Work to complete
Return all the entries below exactly as they were given.

Data
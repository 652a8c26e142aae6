#![forbid(unsafe_code)]

//! Geometric primitives in host pixel space.
//!
//! Board hosts report positions as floating point CSS-style pixels, so unlike
//! cell-grid geometry these types use `f64` throughout. Origin is top-left.

use serde::{Deserialize, Serialize};

/// A pointer or touch position.
#[derive(Debug, Clone, Copy, PartialEq, Default, Serialize, Deserialize)]
pub struct Point {
    pub x: f64,
    pub y: f64,
}

impl Point {
    /// Create a new point.
    #[inline]
    #[must_use]
    pub const fn new(x: f64, y: f64) -> Self {
        Self { x, y }
    }
}

/// An axis-aligned rectangle.
#[derive(Debug, Clone, Copy, PartialEq, Default, Serialize, Deserialize)]
pub struct Rect {
    /// Left edge (inclusive).
    pub x: f64,
    /// Top edge (inclusive).
    pub y: f64,
    pub width: f64,
    pub height: f64,
}

impl Rect {
    /// Create a new rectangle.
    #[inline]
    #[must_use]
    pub const fn new(x: f64, y: f64, width: f64, height: f64) -> Self {
        Self {
            x,
            y,
            width,
            height,
        }
    }

    /// A rectangle of the given size whose center is `center`.
    #[must_use]
    pub fn centered_at(center: Point, width: f64, height: f64) -> Self {
        Self::new(center.x - width / 2.0, center.y - height / 2.0, width, height)
    }

    /// Left edge (alias for x).
    #[inline]
    #[must_use]
    pub const fn left(&self) -> f64 {
        self.x
    }

    /// Top edge (alias for y).
    #[inline]
    #[must_use]
    pub const fn top(&self) -> f64 {
        self.y
    }

    /// Right edge (exclusive).
    #[inline]
    #[must_use]
    pub fn right(&self) -> f64 {
        self.x + self.width
    }

    /// Bottom edge (exclusive).
    #[inline]
    #[must_use]
    pub fn bottom(&self) -> f64 {
        self.y + self.height
    }

    /// Check if the rectangle has zero (or negative) area.
    #[inline]
    #[must_use]
    pub fn is_empty(&self) -> bool {
        self.width <= 0.0 || self.height <= 0.0
    }

    /// Check if a point is inside the rectangle.
    #[inline]
    #[must_use]
    pub fn contains(&self, point: Point) -> bool {
        point.x >= self.x && point.x < self.right() && point.y >= self.y && point.y < self.bottom()
    }

    /// Shift the rectangle by `(dx, dy)`.
    #[inline]
    #[must_use]
    pub fn translate(&self, dx: f64, dy: f64) -> Self {
        Self::new(self.x + dx, self.y + dy, self.width, self.height)
    }
}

Reply to the exercise
repository 652a8c26e142aae6
#![forbid(unsafe_code)]

//! Geometric primitives in host pixel space.
//!
//! Board hosts report positions as floating point CSS-style pixels, so unlike
//! cell-grid geometry these types use `f64` throughout. Origin is top-left.

use serde::{Deserialize, Serialize};

/// A pointer or touch position.
#[derive(Debug, Clone, Copy, PartialEq, Default, Serialize, Deserialize)]
pub struct Point {
    pub x: f64,
    pub y: f64,
}

impl Point {
    /// Create a new point.
    #[inline]
    #[must_use]
    pub const fn new(x: f64, y: f64) -> Self {
        Self { x, y }
    }
}

/// An axis-aligned rectangle.
#[derive(Debug, Clone, Copy, PartialEq, Default, Serialize, Deserialize)]
pub struct Rect {
    /// Left edge (inclusive).
    pub x: f64,
    /// Top edge (inclusive).
    pub y: f64,
    pub width: f64,
    pub height: f64,
}

impl Rect {
    /// Create a new rectangle.
    #[inline]
    #[must_use]
    pub const fn new(x: f64, y: f64, width: f64, height: f64) -> Self {
        Self {
            x,
            y,
            width,
            height,
        }
    }

    /// A rectangle of the given size whose center is `center`.
    #[must_use]
    pub fn centered_at(center: Point, width: f64, height: f64) -> Self {
        Self::new(center.x - width / 2.0, center.y - height / 2.0, width, height)
    }

    /// Left edge (alias for x).
    #[inline]
    #[must_use]
    pub const fn left(&self) -> f64 {
        self.x
    }

    /// Top edge (alias for y).
    #[inline]
    #[must_use]
    pub const fn top(&self) -> f64 {
        self.y
    }

    /// Right edge (exclusive).
    #[inline]
    #[must_use]
    pub fn right(&self) -> f64 {
        self.x + self.width
    }

    /// Bottom edge (exclusive).
    #[inline]
    #[must_use]
    pub fn bottom(&self) -> f64 {
        self.y + self.height
    }

    /// Check if the rectangle has zero (or negative) area.
    #[inline]
    #[must_use]
    pub fn is_empty(&self) -> bool {
        self.width <= 0.0 || self.height <= 0.0
    }

    /// Check if a point is inside the rectangle.
    #[inline]
    #[must_use]
    pub fn contains(&self, point: Point) -> bool {
        point.x >= self.x && point.x < self.right() && point.y >= self.y && point.y < self.bottom()
    }

    /// Shift the rectangle by `(dx, dy)`.
    #[inline]
    #[must_use]
    pub fn translate(&self, dx: f64, dy: f64) -> Self {
        Self::new(self.x + dx, self.y + dy, self.width, self.height)
    }
}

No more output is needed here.